- Directed by: Mary McCartney
- Produced by: John Battsek; Sarah Thomson; Miles Coleman;
- Starring: John Williams; Paul McCartney; Elton John; Liam Gallagher; Roger Waters; David Gilmour; Jimmy Page; Noel Gallagher; Celeste; Nile Rodgers; Cliff Richard; Ringo Starr;
- Music by: Toby Pitman
- Production companies: Disney Original Documentary; Mercury Studios; Ventureland;
- Distributed by: Disney+
- Release dates: September 2022 (Telluride); 16 December 2022 (U.S.); 6 January 2023 (UK);
- Running time: 89 minutes
- Country: United Kingdom
- Language: English

= If These Walls Could Sing =

2022 British documentary film

If These Walls Could Sing is a 2022 British documentary film directed by Mary McCartney, in her feature documentary debut, about the history of Abbey Road Studios in London and the experiences and memories of the musicians who have played there. Produced by John Battsek,
the documentary formed a centrepiece of Abbey Road Studios’ 90th anniversary celebrations in November 2022.

==Production==
It was announced in January 2021 that Mary McCartney was to direct a documentary about Abbey Road Studios.
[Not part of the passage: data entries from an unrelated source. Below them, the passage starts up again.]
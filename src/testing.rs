//! In-memory doubles for unit and router tests.

use std::collections::HashMap;
use std::sync::atomic::{AtomicBool, Ordering};
use std::sync::{Arc, Mutex as StdMutex};

use async_trait::async_trait;
use jsonwebtoken::{encode, EncodingKey, Header};
use serde_json::Value;
use time::{Duration, OffsetDateTime};
use tokio::sync::{Mutex, OwnedMutexGuard};
use uuid::Uuid;

use crate::auth::claims::{Claims, TokenKind};
use crate::config::JwtConfig;
use crate::notifications::notifier::{NotificationEvent, Notifier};
use crate::persistence::{LifecycleStore, LifecycleTx, StoreError};
use crate::shipments::repo_types::{picked_at_after, NewShipment, Shipment};
use crate::shipments::status::ItemStatus;
use crate::storage::ObjectStore;
use crate::subscriptions::repo_types::{PaymentMethod, SubscriptionTransaction, TransactionStatus};
use crate::users::directory::IdentityDirectory;
use crate::users::repo_types::{Actor, User, UserRole, VerificationStatus};

#[derive(Debug, Clone, Default)]
pub struct MemoryData {
    pub users: HashMap<Uuid, User>,
    pub shipments: HashMap<Uuid, Shipment>,
    pub subscriptions: Vec<SubscriptionTransaction>,
}

/// Store whose transactions hold one global lock and write a working copy
/// back on commit.
#[derive(Clone, Default)]
pub struct MemoryStore {
    data: Arc<Mutex<MemoryData>>,
    fail_commit: Arc<AtomicBool>,
    locks: Arc<StdMutex<Vec<&'static str>>>,
}

impl MemoryStore {
    pub async fn add_user(&self, role: UserRole) -> Uuid {
        let id = Uuid::new_v4();
        let user = User {
            id,
            first_name: "Test".into(),
            last_name: role.as_str().to_lowercase(),
            email: format!("{id}@example.com"),
            phone_number: Some("+251911000000".into()),
            role,
            verification_status: VerificationStatus::Verified,
            wallet_balance: 0.0,
            credit_balance: 0.0,
            current_plan_id: None,
            items_count_this_month: 0,
            rating: 0.0,
            completed_deliveries: 0,
            earnings: 0.0,
            show_rating: true,
            show_phone: false,
            show_email: false,
            show_delivery_count: true,
            id_type: None,
            id_front_key: None,
            id_back_key: None,
            selfie_key: None,
            created_at: OffsetDateTime::now_utc(),
        };
        self.data.lock().await.users.insert(id, user);
        id
    }

    pub async fn add_actor(&self, role: UserRole) -> Actor {
        Actor {
            id: self.add_user(role).await,
            role,
        }
    }

    pub async fn set_verification(&self, user_id: Uuid, status: VerificationStatus) {
        if let Some(u) = self.data.lock().await.users.get_mut(&user_id) {
            u.verification_status = status;
        }
    }

    /// Active, unexpired subscription with `remaining` uses.
    pub async fn grant_subscription(&self, user_id: Uuid, remaining: i32) -> Uuid {
        let now = OffsetDateTime::now_utc();
        let sub = SubscriptionTransaction {
            id: Uuid::new_v4(),
            user_id,
            plan_id: Uuid::new_v4(),
            plan_name: "Basic".into(),
            amount: 10.0,
            payment_method: PaymentMethod::Wallet,
            status: TransactionStatus::Completed,
            remaining_usage: remaining,
            is_active: true,
            end_date: Some(now + Duration::days(30)),
            transaction_reference: None,
            created_at: now,
        };
        let id = sub.id;
        self.data.lock().await.subscriptions.push(sub);
        id
    }

    /// Seeds a shipment directly in `status`, bypassing the lifecycle.
    pub async fn add_shipment(
        &self,
        sender_id: Uuid,
        status: ItemStatus,
        partner_id: Option<Uuid>,
    ) -> Uuid {
        let now = OffsetDateTime::now_utc();
        let new = new_shipment(sender_id);
        let id = Uuid::new_v4();
        let shipment = Shipment {
            id,
            sender_id,
            partner_id,
            category: new.category,
            description: new.description,
            pickup_country: new.pickup_country,
            dest_country: new.dest_country,
            address: new.address,
            receiver_name: new.receiver_name,
            receiver_phone: new.receiver_phone,
            weight: new.weight,
            fee: new.fee,
            notes: new.notes,
            status,
            created_at: now,
            picked_at: status.is_picked_up().then_some(now),
            available_from: None,
            available_until: None,
            images: new.images,
        };
        self.data.lock().await.shipments.insert(id, shipment);
        id
    }

    pub async fn shipment(&self, id: Uuid) -> Option<Shipment> {
        self.data.lock().await.shipments.get(&id).cloned()
    }

    pub async fn shipment_count(&self) -> usize {
        self.data.lock().await.shipments.len()
    }

    pub async fn user(&self, id: Uuid) -> Option<User> {
        self.data.lock().await.users.get(&id).cloned()
    }

    pub async fn remaining(&self, user_id: Uuid) -> i32 {
        let now = OffsetDateTime::now_utc();
        let data = self.data.lock().await;
        crate::subscriptions::ledger::remaining_usage(
            &data
                .subscriptions
                .iter()
                .filter(|s| s.user_id == user_id)
                .cloned()
                .collect::<Vec<_>>(),
            now,
        )
    }

    /// Kinds of rows locked so far, in order, across all transactions.
    pub fn lock_log(&self) -> Vec<&'static str> {
        self.locks.lock().map(|l| l.clone()).unwrap_or_default()
    }

    pub fn clear_lock_log(&self) {
        if let Ok(mut l) = self.locks.lock() {
            l.clear();
        }
    }

    /// The next commit fails and rolls back.
    pub fn fail_next_commit(&self) {
        self.fail_commit.store(true, Ordering::SeqCst);
    }
}

#[async_trait]
impl LifecycleStore for MemoryStore {
    async fn begin(&self) -> Result<Box<dyn LifecycleTx>, StoreError> {
        let guard = self.data.clone().lock_owned().await;
        let work = guard.clone();
        Ok(Box::new(MemoryTx {
            guard,
            work,
            fail_commit: self.fail_commit.clone(),
            locks: self.locks.clone(),
        }))
    }
}

pub struct MemoryTx {
    guard: OwnedMutexGuard<MemoryData>,
    work: MemoryData,
    fail_commit: Arc<AtomicBool>,
    locks: Arc<StdMutex<Vec<&'static str>>>,
}

impl MemoryTx {
    fn note_lock(&self, kind: &'static str) {
        if let Ok(mut l) = self.locks.lock() {
            l.push(kind);
        }
    }
}

#[async_trait]
impl LifecycleTx for MemoryTx {
    async fn get_shipment(&mut self, id: Uuid) -> Result<Option<Shipment>, StoreError> {
        self.note_lock("shipment");
        Ok(self.work.shipments.get(&id).cloned())
    }

    async fn insert_shipment(
        &mut self,
        new: NewShipment,
        now: OffsetDateTime,
    ) -> Result<Shipment, StoreError> {
        let sender = self
            .work
            .users
            .get_mut(&new.sender_id)
            .ok_or(StoreError::MissingUser(new.sender_id))?;
        sender.items_count_this_month += 1;

        let shipment = Shipment {
            id: Uuid::new_v4(),
            sender_id: new.sender_id,
            partner_id: None,
            category: new.category,
            description: new.description,
            pickup_country: new.pickup_country,
            dest_country: new.dest_country,
            address: new.address,
            receiver_name: new.receiver_name,
            receiver_phone: new.receiver_phone,
            weight: new.weight,
            fee: new.fee,
            notes: new.notes,
            status: ItemStatus::Posted,
            created_at: now,
            picked_at: None,
            available_from: new.available_from,
            available_until: new.available_until,
            images: new.images,
        };
        self.work.shipments.insert(shipment.id, shipment.clone());
        Ok(shipment)
    }

    async fn compare_and_swap_status(
        &mut self,
        id: Uuid,
        expected: ItemStatus,
        next: ItemStatus,
        partner_id: Option<Uuid>,
        now: OffsetDateTime,
    ) -> Result<Option<Shipment>, StoreError> {
        let Some(s) = self.work.shipments.get_mut(&id) else {
            return Ok(None);
        };
        if s.status != expected {
            return Ok(None);
        }
        s.status = next;
        s.partner_id = partner_id;
        s.picked_at = picked_at_after(s.picked_at, next, now);
        Ok(Some(s.clone()))
    }

    async fn lock_user(&mut self, user_id: Uuid) -> Result<(), StoreError> {
        self.note_lock("user");
        if self.work.users.contains_key(&user_id) {
            Ok(())
        } else {
            Err(StoreError::MissingUser(user_id))
        }
    }

    async fn get_active_subscription(
        &mut self,
        user_id: Uuid,
        now: OffsetDateTime,
    ) -> Result<Option<SubscriptionTransaction>, StoreError> {
        self.note_lock("subscription");
        Ok(self
            .work
            .subscriptions
            .iter()
            .filter(|s| s.user_id == user_id && s.is_active_at(now))
            .max_by_key(|s| s.created_at)
            .cloned())
    }

    async fn decrement_quota(
        &mut self,
        subscription_id: Uuid,
        amount: i32,
    ) -> Result<bool, StoreError> {
        match self
            .work
            .subscriptions
            .iter_mut()
            .find(|s| s.id == subscription_id && s.is_active && s.remaining_usage >= amount)
        {
            Some(s) => {
                s.remaining_usage -= amount;
                Ok(true)
            }
            None => Ok(false),
        }
    }

    async fn record_delivery(&mut self, partner_id: Uuid, fee: f64) -> Result<(), StoreError> {
        self.note_lock("user");
        let partner = self
            .work
            .users
            .get_mut(&partner_id)
            .ok_or(StoreError::MissingUser(partner_id))?;
        partner.completed_deliveries += 1;
        partner.earnings += fee;
        Ok(())
    }

    async fn commit(self: Box<Self>) -> Result<(), StoreError> {
        let MemoryTx {
            mut guard,
            work,
            fail_commit,
            ..
        } = *self;
        if fail_commit.swap(false, Ordering::SeqCst) {
            return Err(StoreError::Unavailable("injected commit failure".into()));
        }
        *guard = work;
        Ok(())
    }
}

#[async_trait]
impl IdentityDirectory for MemoryStore {
    async fn actor(&self, user_id: Uuid) -> Result<Option<Actor>, StoreError> {
        Ok(self.data.lock().await.users.get(&user_id).map(User::actor))
    }

    async fn verification_status(&self, user_id: Uuid) -> Result<VerificationStatus, StoreError> {
        self.data
            .lock()
            .await
            .users
            .get(&user_id)
            .map(|u| u.verification_status)
            .ok_or(StoreError::MissingUser(user_id))
    }
}

/// Records every notification, optionally failing all of them.
#[derive(Clone, Default)]
pub struct RecordingNotifier {
    events: Arc<StdMutex<Vec<(Uuid, NotificationEvent, Value)>>>,
    failing: Arc<AtomicBool>,
}

impl RecordingNotifier {
    pub fn failing() -> Self {
        let n = Self::default();
        n.failing.store(true, Ordering::SeqCst);
        n
    }

    pub fn events(&self) -> Vec<(Uuid, NotificationEvent, Value)> {
        self.events.lock().map(|e| e.clone()).unwrap_or_default()
    }
}

#[async_trait]
impl Notifier for RecordingNotifier {
    async fn notify(&self, user_id: Uuid, event: NotificationEvent, payload: Value) -> anyhow::Result<()> {
        if self.failing.load(Ordering::SeqCst) {
            anyhow::bail!("notification sink offline");
        }
        self.events
            .lock()
            .map_err(|_| anyhow::anyhow!("poisoned"))?
            .push((user_id, event, payload));
        Ok(())
    }
}

#[derive(Clone)]
pub struct FakeStorage;

#[async_trait]
impl ObjectStore for FakeStorage {
    async fn presign_get(&self, key: &str, seconds: u64) -> anyhow::Result<String> {
        Ok(format!("https://fake.local/{key}?expires={seconds}"))
    }

    async fn presign_put(&self, key: &str, _content_type: &str, _seconds: u64) -> anyhow::Result<String> {
        Ok(format!("https://fake.local/upload/{key}"))
    }
}

pub fn new_shipment(sender_id: Uuid) -> NewShipment {
    NewShipment {
        sender_id,
        category: Some("Documents".into()),
        description: Some("Passport copies".into()),
        pickup_country: "Ethiopia".into(),
        dest_country: "Kenya".into(),
        address: "Bole Road 12, Addis Ababa".into(),
        receiver_name: "Wanjiru".into(),
        receiver_phone: "+254 712 345678".into(),
        weight: 1.2,
        fee: 35.0,
        notes: None,
        available_from: None,
        available_until: None,
        images: vec![],
    }
}

pub fn jwt_config() -> JwtConfig {
    JwtConfig {
        secret: "test".into(),
        issuer: "test".into(),
        audience: "test".into(),
    }
}

pub fn token(cfg: &JwtConfig, user_id: Uuid, kind: TokenKind) -> String {
    let now = OffsetDateTime::now_utc();
    let claims = Claims {
        sub: user_id,
        iat: now.unix_timestamp() as usize,
        exp: (now + Duration::minutes(5)).unix_timestamp() as usize,
        iss: cfg.issuer.clone(),
        aud: cfg.audience.clone(),
        kind,
    };
    encode(&Header::default(), &claims, &EncodingKey::from_secret(cfg.secret.as_bytes()))
        .expect("sign test token")
}

pub fn bearer(user_id: Uuid) -> String {
    format!("Bearer {}", token(&jwt_config(), user_id, TokenKind::Access))
}
//! Shipment lifecycle service: the only place that changes a shipment's
//! status, and the only place that charges quota for shipment actions.
//!
//! Each operation runs in one store transaction. Errors drop the transaction,
//! so a failed claim never keeps its quota charge. Notifications go out after
//! commit.

use std::sync::Arc;

use serde_json::json;
use time::OffsetDateTime;
use tracing::{info, instrument, warn};
use uuid::Uuid;

use crate::notifications::notifier::{notify_best_effort, NotificationEvent, Notifier};
use crate::persistence::{LifecycleStore, StoreError};
use crate::shipments::repo_types::{NewShipment, Shipment};
use crate::shipments::status::{decide, Action, ItemStatus, TransitionError};
use crate::subscriptions::ledger::{consume_in, QuotaError};
use crate::users::directory::IdentityDirectory;
use crate::users::repo_types::{Actor, UserRole, VerificationStatus};

#[derive(Debug, thiserror::Error)]
pub enum LifecycleError {
    #[error("shipment {0} not found")]
    NotFound(Uuid),
    #[error(transparent)]
    Transition(#[from] TransitionError),
    #[error("quota exceeded: {remaining} remaining")]
    QuotaExceeded { remaining: i32 },
    #[error("verification is under review")]
    VerificationPending,
    #[error("shipment already taken")]
    AlreadyTaken,
    #[error("shipment changed concurrently, refresh and retry")]
    Conflict,
    #[error("{0} accounts may not post shipments")]
    PostingNotAllowed(UserRole),
    #[error("invalid shipment: {0}")]
    Validation(String),
    #[error(transparent)]
    Store(#[from] StoreError),
}

impl From<QuotaError> for LifecycleError {
    fn from(e: QuotaError) -> Self {
        match e {
            QuotaError::Exceeded { remaining, .. } => LifecycleError::QuotaExceeded { remaining },
            QuotaError::Store(e) => LifecycleError::Store(e),
        }
    }
}

#[derive(Clone)]
pub struct LifecycleService {
    store: Arc<dyn LifecycleStore>,
    identity: Arc<dyn IdentityDirectory>,
    notifier: Arc<dyn Notifier>,
}

impl LifecycleService {
    pub fn new(
        store: Arc<dyn LifecycleStore>,
        identity: Arc<dyn IdentityDirectory>,
        notifier: Arc<dyn Notifier>,
    ) -> Self {
        Self {
            store,
            identity,
            notifier,
        }
    }

    pub async fn get(&self, id: Uuid) -> Result<Shipment, LifecycleError> {
        let mut tx = self.store.begin().await?;
        tx.get_shipment(id).await?.ok_or(LifecycleError::NotFound(id))
    }

    /// Posts a new shipment for `actor`, charging one unit of the sender's quota.
    #[instrument(skip(self, new), fields(sender_id = %actor.id))]
    pub async fn post(&self, actor: Actor, mut new: NewShipment) -> Result<Shipment, LifecycleError> {
        if actor.role != UserRole::Sender {
            return Err(LifecycleError::PostingNotAllowed(actor.role));
        }
        new.sender_id = actor.id;
        super::services::validate_new_shipment(&new).map_err(LifecycleError::Validation)?;

        let now = OffsetDateTime::now_utc();
        let mut tx = self.store.begin().await?;
        consume_in(tx.as_mut(), actor.id, 1, now).await?;
        let shipment = tx.insert_shipment(new, now).await?;
        tx.commit().await?;

        info!(shipment_id = %shipment.id, "shipment posted");
        Ok(shipment)
    }

    /// Picker claims a posted shipment.
    #[instrument(skip(self), fields(picker_id = %actor.id))]
    pub async fn claim(&self, actor: Actor, id: Uuid) -> Result<Shipment, LifecycleError> {
        if actor.role == UserRole::Picker
            && self.identity.verification_status(actor.id).await? == VerificationStatus::Pending
        {
            return Err(LifecycleError::VerificationPending);
        }

        let now = OffsetDateTime::now_utc();
        let mut tx = self.store.begin().await?;
        let current = tx.get_shipment(id).await?.ok_or(LifecycleError::NotFound(id))?;
        // the only non-terminal refusal of a claim by a picker is a taken shipment
        let transition = decide(current.state(), actor, Action::Claim).map_err(|e| match e {
            TransitionError::Invalid { .. } => LifecycleError::AlreadyTaken,
            other => other.into(),
        })?;

        consume_in(tx.as_mut(), actor.id, 1, now).await?;
        let updated = tx
            .compare_and_swap_status(
                id,
                ItemStatus::Posted,
                transition.next,
                transition.partner.apply(current.partner_id),
                now,
            )
            .await?
            .ok_or(LifecycleError::AlreadyTaken)?;
        tx.commit().await?;

        info!(shipment_id = %id, "shipment claimed");
        self.emit(updated.sender_id, NotificationEvent::RequestCreated, &updated)
            .await;
        Ok(updated)
    }

    /// Sender accepts the pending request. No quota effect.
    pub async fn approve(&self, actor: Actor, id: Uuid) -> Result<Shipment, LifecycleError> {
        let (before, after) = self.apply(actor, id, Action::Approve).await?;
        if let Some(partner) = before.partner_id {
            self.emit(partner, NotificationEvent::RequestApproved, &after).await;
        }
        Ok(after)
    }

    /// Sender turns the request down. The picker's quota unit is not refunded.
    pub async fn reject(&self, actor: Actor, id: Uuid) -> Result<Shipment, LifecycleError> {
        let (before, after) = self.apply(actor, id, Action::Reject).await?;
        if let Some(partner) = before.partner_id {
            self.emit(partner, NotificationEvent::RequestRejected, &after).await;
        }
        Ok(after)
    }

    pub async fn confirm_ready(&self, actor: Actor, id: Uuid) -> Result<Shipment, LifecycleError> {
        let (_, after) = self.apply(actor, id, Action::ConfirmReady).await?;
        Ok(after)
    }

    pub async fn advance(
        &self,
        actor: Actor,
        id: Uuid,
        to: ItemStatus,
    ) -> Result<Shipment, LifecycleError> {
        let (_, after) = self.apply(actor, id, Action::Advance(to)).await?;
        self.emit(after.sender_id, NotificationEvent::StatusAdvanced, &after)
            .await;
        Ok(after)
    }

    /// Sender confirms receipt. Credits the partner in the same transaction.
    pub async fn confirm_receipt(&self, actor: Actor, id: Uuid) -> Result<Shipment, LifecycleError> {
        let (_, after) = self.apply(actor, id, Action::ConfirmReceipt).await?;
        if let Some(partner) = after.partner_id {
            self.emit(partner, NotificationEvent::Delivered, &after).await;
        }
        Ok(after)
    }

    #[instrument(skip(self, actor), fields(actor_id = %actor.id))]
    async fn apply(
        &self,
        actor: Actor,
        id: Uuid,
        action: Action,
    ) -> Result<(Shipment, Shipment), LifecycleError> {
        let now = OffsetDateTime::now_utc();
        let mut tx = self.store.begin().await?;
        let before = tx.get_shipment(id).await?.ok_or(LifecycleError::NotFound(id))?;
        let transition = decide(before.state(), actor, action).map_err(|e| {
            warn!(shipment_id = %id, status = %before.status, error = %e, "transition refused");
            e
        })?;

        let after = tx
            .compare_and_swap_status(
                id,
                before.status,
                transition.next,
                transition.partner.apply(before.partner_id),
                now,
            )
            .await?
            .ok_or(LifecycleError::Conflict)?;

        if after.status == ItemStatus::Delivered {
            if let Some(partner) = after.partner_id {
                tx.record_delivery(partner, after.fee).await?;
            }
        }
        tx.commit().await?;

        info!(shipment_id = %id, from = %before.status, to = %after.status, "shipment status changed");
        Ok((before, after))
    }

    async fn emit(&self, user_id: Uuid, event: NotificationEvent, shipment: &Shipment) {
        notify_best_effort(
            self.notifier.as_ref(),
            user_id,
            event,
            json!({ "shipment_id": shipment.id, "status": shipment.status }),
        )
        .await;
    }
}
use anyhow::Context;
use sqlx::PgPool;
use uuid::Uuid;

use crate::users::dto::{PrivacyFlags, RegisterProfileRequest, SubmitVerificationRequest};
use crate::users::repo_types::{User, VerificationStatus};
use crate::users::services::{on_review, on_submit, VerificationError};

pub(crate) const USER_COLUMNS: &str = r#"
    id, first_name, last_name, email, phone_number, role, verification_status,
    wallet_balance, credit_balance, current_plan_id, items_count_this_month, rating,
    completed_deliveries, earnings, show_rating, show_phone, show_email,
    show_delivery_count, id_type, id_front_key, id_back_key, selfie_key, created_at
"#;

/// Outcome of a guarded verification update.
pub enum VerificationUpdate {
    Done(User),
    Refused(VerificationError),
    Missing,
}

impl User {
    pub async fn find(db: &PgPool, id: Uuid) -> anyhow::Result<Option<User>> {
        let sql = format!("SELECT {USER_COLUMNS} FROM users WHERE id = $1");
        let user = sqlx::query_as::<_, User>(&sql)
            .bind(id)
            .fetch_optional(db)
            .await
            .context("find user")?;
        Ok(user)
    }

    /// Creates the profile for token subject `id`. `None` when the id or the
    /// email is already registered.
    pub async fn create(
        db: &PgPool,
        id: Uuid,
        req: &RegisterProfileRequest,
    ) -> anyhow::Result<Option<User>> {
        let sql = format!(
            r#"
            INSERT INTO users (id, first_name, last_name, email, phone_number, role)
            VALUES ($1, $2, $3, $4, $5, $6)
            ON CONFLICT DO NOTHING
            RETURNING {USER_COLUMNS}
            "#
        );
        let user = sqlx::query_as::<_, User>(&sql)
            .bind(id)
            .bind(&req.first_name)
            .bind(&req.last_name)
            .bind(&req.email)
            .bind(&req.phone_number)
            .bind(req.role)
            .fetch_optional(db)
            .await
            .context("create user")?;
        Ok(user)
    }

    pub async fn update_privacy(
        db: &PgPool,
        id: Uuid,
        flags: PrivacyFlags,
    ) -> anyhow::Result<Option<User>> {
        let sql = format!(
            r#"
            UPDATE users
               SET show_rating = $2, show_phone = $3, show_email = $4, show_delivery_count = $5
             WHERE id = $1
         RETURNING {USER_COLUMNS}
            "#
        );
        let user = sqlx::query_as::<_, User>(&sql)
            .bind(id)
            .bind(flags.show_rating)
            .bind(flags.show_phone)
            .bind(flags.show_email)
            .bind(flags.show_delivery_count)
            .fetch_optional(db)
            .await
            .context("update privacy")?;
        Ok(user)
    }

    pub async fn list_pending_verifications(db: &PgPool) -> anyhow::Result<Vec<User>> {
        let sql = format!(
            "SELECT {USER_COLUMNS} FROM users WHERE verification_status = 'PENDING' ORDER BY created_at"
        );
        let users = sqlx::query_as::<_, User>(&sql)
            .fetch_all(db)
            .await
            .context("list pending verifications")?;
        Ok(users)
    }

    /// Stores document keys and moves the user to PENDING.
    pub async fn submit_verification(
        db: &PgPool,
        id: Uuid,
        docs: &SubmitVerificationRequest,
    ) -> anyhow::Result<VerificationUpdate> {
        let mut tx = db.begin().await?;
        let Some(current) = lock_status(&mut tx, id).await? else {
            return Ok(VerificationUpdate::Missing);
        };
        let next = match on_submit(current) {
            Ok(next) => next,
            Err(e) => return Ok(VerificationUpdate::Refused(e)),
        };

        let sql = format!(
            r#"
            UPDATE users
               SET verification_status = $2, id_type = $3, id_front_key = $4,
                   id_back_key = $5, selfie_key = $6
             WHERE id = $1
         RETURNING {USER_COLUMNS}
            "#
        );
        let user = sqlx::query_as::<_, User>(&sql)
            .bind(id)
            .bind(next)
            .bind(&docs.id_type)
            .bind(&docs.id_front_key)
            .bind(&docs.id_back_key)
            .bind(&docs.selfie_key)
            .fetch_one(&mut *tx)
            .await
            .context("submit verification")?;
        tx.commit().await?;
        Ok(VerificationUpdate::Done(user))
    }

    pub async fn review_verification(
        db: &PgPool,
        id: Uuid,
        approve: bool,
    ) -> anyhow::Result<VerificationUpdate> {
        let mut tx = db.begin().await?;
        let Some(current) = lock_status(&mut tx, id).await? else {
            return Ok(VerificationUpdate::Missing);
        };
        let next = match on_review(current, approve) {
            Ok(next) => next,
            Err(e) => return Ok(VerificationUpdate::Refused(e)),
        };

        let sql = format!(
            "UPDATE users SET verification_status = $2 WHERE id = $1 RETURNING {USER_COLUMNS}"
        );
        let user = sqlx::query_as::<_, User>(&sql)
            .bind(id)
            .bind(next)
            .fetch_one(&mut *tx)
            .await
            .context("review verification")?;
        tx.commit().await?;
        Ok(VerificationUpdate::Done(user))
    }
}

async fn lock_status(
    tx: &mut sqlx::Transaction<'_, sqlx::Postgres>,
    id: Uuid,
) -> anyhow::Result<Option<VerificationStatus>> {
    let status = sqlx::query_scalar::<_, VerificationStatus>(
        r#"SELECT verification_status FROM users WHERE id = $1 FOR UPDATE"#,
    )
    .bind(id)
    .fetch_optional(&mut **tx)
    .await
    .context("lock user")?;
    Ok(status)
}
McCartney said, "some of my earliest memories as a young child come from time spent at Abbey Road, I’ve long wanted to tell the story of this historic place." As well as her father Paul McCartney, contributions are reported to be from Jimmy Page, Kate Bush, Noel Gallagher, Liam Gallagher, Pink Floyd, John Williams, Celeste, Elton John, Giles Martin, and Shirley Bassey. Production is by Mercury Studios and Ventureland. McCartney said what she "wanted from the interviews was to drill down into those musicians really feel about Abbey Road. 'Do you really care about Abbey Road? It's a building and you recorded here, but whatever. Do you really care?' And I think from the interviews, you can really see they are thinking fondly about it."

==Release==
The film had its world premiere at the 49th Telluride Film Festival in September 2022. It was made available to stream on Disney+ in the United States on 16 December 2022 and on Hulu on 23 December 2022. It was released on Disney+ in the UK on 6 January 2023.

==Reception==

=== Critical response ===
On the review aggregator website Rotten Tomatoes, 95% of 19 critics' reviews are positive, with an average rating of 6.70/10.

Peter Bradshaw of The Guardian gave If These Walls Could Sing a grade of 4 out of 5 stars, and described it as an "enjoyable" documentary and a "diverting private tour," emphasizing the studio use not only for pop and rock music but for Elgar, the cellist Jacqueline du Pré, the London Symphony Orchestra and film projects from John Williams, George Lucas and Steven Spielberg. Chris Harvey in The Daily Telegraph called the film "an astonishing line-up of interviewees" which provide an account "rich with details" and "a heart-stopping moment when George Martin's son Giles plays the original tapes of John Lennon's vocals for A Day in the Life." Peter Aspden of Financial Times stated that the movie is "charming" but not "hugely revealing… put together with visual flair, in a shamelessly nostalgic tone."